Balcony Bees in Switzerland

Lots of you wanted more info about our balcony bee home, so here it is. We got our bee home from Wildbiene + Partner, a Swiss company. They provide not just the bee house, but a fresh batch of bees each year and a yearly cleaning of your bee home. We love being a small part of rebuilding the endangered bee populations. We love watching our bees fly around and tend to their nests. We also love that these little “pets” have basically no maintenance and don’t require a sitter when we go on holiday.

Note: If you are interested in getting a bee home, do it right away as the mason bees are only active from March to June. 

Why have a bee home?

As you probably know, bee colonies are collapsing all over the world at an alarming rate and many types of bees are on the endangered list, including over half of the 600+ bee types native to Switzerland. The causes aren’t entirely clear, but many scientists cite the following causes: parasites, climate change, pesticides, mono-culture, and modern agriculture leading to less nesting opportunities in and around orchards. For more info, I can recommend the Swiss film, More Than Honey (in English and German).

This is a problem because we rely on bees to pollinate the trees and plants that feed us. Many companies, non-profits, communities, clubs and individuals are working on solutions to this problem.

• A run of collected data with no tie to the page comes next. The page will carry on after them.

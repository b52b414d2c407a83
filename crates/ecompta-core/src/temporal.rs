//! # Temporal Types — UTC-Only Timestamps
//!
//! Defines `Timestamp`, the instant type carried by every lifecycle record
//! (`created_at`, `updated_at`, close/lock/withdrawal stamps, retry
//! deadlines).
//!
//! Timestamps are UTC and truncated to whole seconds. Non-UTC inputs are
//! rejected by the strict parser; [`Timestamp::parse_lenient()`] converts
//! offsets for data ingested from other systems.

use chrono::{DateTime, Duration, NaiveDate, Timelike, Utc};
use serde::{Deserialize, Serialize};

use crate::error::CoreError;

/// A UTC-only timestamp, truncated to seconds precision.
///
/// # Construction
///
/// - [`Timestamp::now()`] — current UTC time, truncated.
/// - [`Timestamp::from_utc()`] — from a `DateTime<Utc>`, truncating sub-seconds.
/// - [`Timestamp::parse()`] — from an ISO8601 string, rejecting non-UTC offsets.
///
/// Deserialization goes through [`Timestamp::parse()`] as well, so records
/// loaded from disk obey the same rules.
#[derive(Debug, Clone, Copy, PartialEq, Eq, PartialOrd, Ord, Hash, Serialize, Deserialize)]
#[serde(try_from = "String", into = "String")]
pub struct Timestamp(DateTime<Utc>);

impl Timestamp {
    /// Create a timestamp from the current UTC time, truncated to seconds.
    pub fn now() -> Self {
        Self(truncate_to_seconds(Utc::now()))
    }

    /// Create a timestamp from a `chrono::DateTime<Utc>`, truncating sub-seconds.
    pub fn from_utc(dt: DateTime<Utc>) -> Self {
        Self(truncate_to_seconds(dt))
    }

    /// Parse a timestamp from an RFC 3339 string with a `Z` suffix.
    ///
    /// Explicit offsets, `+00:00` included, are rejected.
    pub fn parse(s: &str) -> Result<Self, CoreError> {
        if !s.ends_with('Z') {
            return Err(CoreError::InvalidTimestamp(format!(
                "timestamp must use Z suffix (UTC only), got: {s:?}"
            )));
        }
        Self::parse_lenient(s)
    }

    /// Parse a timestamp from an RFC 3339 string, accepting any offset and
    /// converting to UTC.
    pub fn parse_lenient(s: &str) -> Result<Self, CoreError> {
        let dt = DateTime::parse_from_rfc3339(s)
            .map_err(|e| CoreError::InvalidTimestamp(format!("{s:?}: {e}")))?;
        Ok(Self(truncate_to_seconds(dt.with_timezone(&Utc))))
    }

    /// Create a timestamp from a Unix epoch timestamp (seconds).
    pub fn from_epoch_secs(secs: i64) -> Result<Self, CoreError> {
        DateTime::from_timestamp(secs, 0)
            .map(Self)
            .ok_or_else(|| CoreError::InvalidTimestamp(format!("unix timestamp out of range: {secs}")))
    }

    /// Midnight UTC at the start of `date`.
    pub fn start_of_day(date: NaiveDate) -> Self {
        Self(date.and_time(chrono::NaiveTime::MIN).and_utc())
    }

    /// Access the inner `DateTime<Utc>`.
    pub fn as_datetime(&self) -> &DateTime<Utc> {
        &self.0
    }

    /// Returns the Unix epoch timestamp in seconds.
    pub fn epoch_secs(&self) -> i64 {
        self.0.timestamp()
    }

    /// The calendar date of this instant in UTC.
    pub fn date(&self) -> NaiveDate {
        self.0.date_naive()
    }

    /// Add a duration, returning `None` on overflow.
    pub fn checked_add(&self, duration: Duration) -> Option<Self> {
        self.0
            .checked_add_signed(duration)
            .map(|dt| Self(truncate_to_seconds(dt)))
    }

    /// Signed duration elapsed from `earlier` to `self`.
    pub fn since(&self, earlier: Timestamp) -> Duration {
        self.0.signed_duration_since(earlier.0)
    }

    /// Render as ISO8601 with Z suffix (e.g., `2026-01-15T12:00:00Z`).
    pub fn to_iso8601(&self) -> String {
        self.0.format("%Y-%m-%dT%H:%M:%SZ").to_string()
    }
}

impl std::fmt::Display for Timestamp {
    fn fmt(&self, f: &mut std::fmt::Formatter<'_>) -> std::fmt::Result {
        f.write_str(&self.to_iso8601())
    }
}

impl std::str::FromStr for Timestamp {
    type Err = CoreError;

    fn from_str(s: &str) -> Result<Self, Self::Err> {
        Self::parse(s)
    }
}

impl TryFrom<String> for Timestamp {
    type Error = CoreError;

    fn try_from(value: String) -> Result<Self, Self::Error> {
        Self::parse(&value)
    }
}

impl From<Timestamp> for String {
    fn from(ts: Timestamp) -> Self {
        ts.to_iso8601()
    }
}

/// Truncate a `DateTime<Utc>` to seconds precision (discard nanoseconds).
fn truncate_to_seconds(dt: DateTime<Utc>) -> DateTime<Utc> {
    dt.with_nanosecond(0).unwrap_or(dt)
}

#[cfg(test)]
mod tests {
    use super::*;
    use chrono::TimeZone;

    #[test]
    fn test_now_has_no_subseconds() {
        let ts = Timestamp::now();
        assert_eq!(ts.as_datetime().nanosecond(), 0);
    }

    #[test]
    fn test_from_utc_truncates() {
        let dt = Utc.with_ymd_and_hms(2024, 1, 15, 12, 30, 45).unwrap();
        let ts = Timestamp::from_utc(dt.with_nanosecond(123_456_789).unwrap());
        assert_eq!(ts.to_iso8601(), "2024-01-15T12:30:45Z");
    }

    #[test]
    fn test_parse_z_suffix_accepted() {
        let ts = Timestamp::parse("2024-01-15T12:00:00Z").unwrap();
        assert_eq!(ts.to_string(), "2024-01-15T12:00:00Z");
    }

    #[test]
    fn test_parse_offsets_rejected() {
        assert!(Timestamp::parse("2024-01-15T12:00:00+00:00").is_err());
        assert!(Timestamp::parse("2024-01-15T17:00:00+05:00").is_err());
        assert!(Timestamp::parse("2024-01-15").is_err());
        assert!(Timestamp::parse("").is_err());
    }

    #[test]
    fn test_parse_lenient_converts_offset() {
        let ts = Timestamp::parse_lenient("2024-01-15T17:00:00+05:00").unwrap();
        assert_eq!(ts.to_iso8601(), "2024-01-15T12:00:00Z");
    }

    #[test]
    fn test_from_str_uses_strict_parser() {
        let ts: Timestamp = "2024-03-01T08:00:00Z".parse().unwrap();
        assert_eq!(ts.epoch_secs(), 1_709_280_000);
        assert!("2024-03-01T08:00:00+01:00".parse::<Timestamp>().is_err());
    }

    #[test]
    fn test_start_of_day_and_date() {
        let day = NaiveDate::from_ymd_opt(2024, 1, 2).unwrap();
        let ts = Timestamp::start_of_day(day);
        assert_eq!(ts.to_iso8601(), "2024-01-02T00:00:00Z");
        assert_eq!(ts.date(), day);
    }

    #[test]
    fn test_checked_add_and_since() {
        let ts = Timestamp::parse("2024-01-15T12:00:00Z").unwrap();
        let later = ts.checked_add(Duration::minutes(5)).unwrap();
        assert_eq!(later.to_iso8601(), "2024-01-15T12:05:00Z");
        assert_eq!(later.since(ts), Duration::minutes(5));
        assert_eq!(ts.since(later), Duration::minutes(-5));
    }

    #[test]
    fn test_checked_add_overflow_is_none() {
        let ts = Timestamp::from_utc(DateTime::<Utc>::MAX_UTC);
        assert!(ts.checked_add(Duration::days(1)).is_none());
    }

    #[test]
    fn test_serde_roundtrip() {
        let ts = Timestamp::parse("2024-01-15T12:00:00Z").unwrap();
        let json = serde_json::to_string(&ts).unwrap();
        assert_eq!(json, "\"2024-01-15T12:00:00Z\"");
        let parsed: Timestamp = serde_json::from_str(&json).unwrap();
        assert_eq!(ts, parsed);
    }

    #[test]
    fn test_deserialize_rejects_offsets() {
        assert!(serde_json::from_str::<Timestamp>("\"2024-01-01T17:00:00+05:00\"").is_err());
        assert!(serde_json::from_str::<Timestamp>("\"2024-01-01T12:00:00+00:00\"").is_err());
        assert!(serde_json::from_str::<Timestamp>("\"2024-01-01\"").is_err());
    }

    #[test]
    fn test_deserialize_truncates_subseconds() {
        let ts: Timestamp = serde_json::from_str("\"2024-01-01T12:00:00.750Z\"").unwrap();
        assert_eq!(ts.as_datetime().nanosecond(), 0);
        assert_eq!(ts.to_iso8601(), "2024-01-01T12:00:00Z");
    }
}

One solution is to build up the population of solitary bees (like Mason bees) that don’t live in hives and are not susceptible to colony collapse disorder. Hosting your own bee home for these solitary bees is a small, but important, part of this big effort.

Why get a bee home from a service like Wildbiene + Partner?

You can buy a simple bee home from lots of sources. But a bee home from Wildbiene + Partner includes both a starter bee population and a yearly cleaning service, which is critical to bee health.

Wildbiene + Partner also rents out bees to local farmers to pollinate their crops. So you are part of building up a bee population that directly contributes to your food supply.

Are they honey bees?

No, these are Mason bees (aka Mauerbienen), that don’t make honey but are efficient pollinators, prized by farmers. They just spread pollen like crazy and build nests in bee homes like yours.

Mason bees are particularly suited to the Swiss climate, which is a bit cool. The bees are active from March to June, gathering nectar to feed the baby bees in the nest they are building in your bee home. Mason bees usually stay within a 300m radius of their bee home. They prefer spring fruit and nut trees and spring flowering berries.

Do these bees sting?

Typically no. Mason bees aren’t aggressive, aren’t interested in food, and typically don’t sting. They are quite tame and can even be held, though very gently as they are very delicate.

You will only have a few active bees at any given time. The starter population contains only 25-30 bee cocoons and they don’t hatch all at the same time. In contrast, a honeybee hive contains 30’000-40’000 bees.

What do I do with the bees?

You don’t have to do anything except provide a safe place for the bee home, preferably hanging on a wall with sunlight and ideally sheltered from the elements. Bee homes don’t have to be in the country; the work just as well in the city on a 4th story balcony. You don’t have to provide flowers for the bees, they will find what they need.

In spring, the bees fly around, drink nectar, spread pollen and build their nests in your bee home. They wall up each hole when they are done filling it up with eggs. The females die after several weeks. Over the next few months, the eggs gradually turn into bees, which then hibernate until the next spring.

In September, you send the bee home back to Wildbiene. They clean the home and check out your new baby bees. You can see the stats of your bee home online, how many baby bees, etc. After the cleaning, the company sends the bee home back to you and it sits quietly all winter.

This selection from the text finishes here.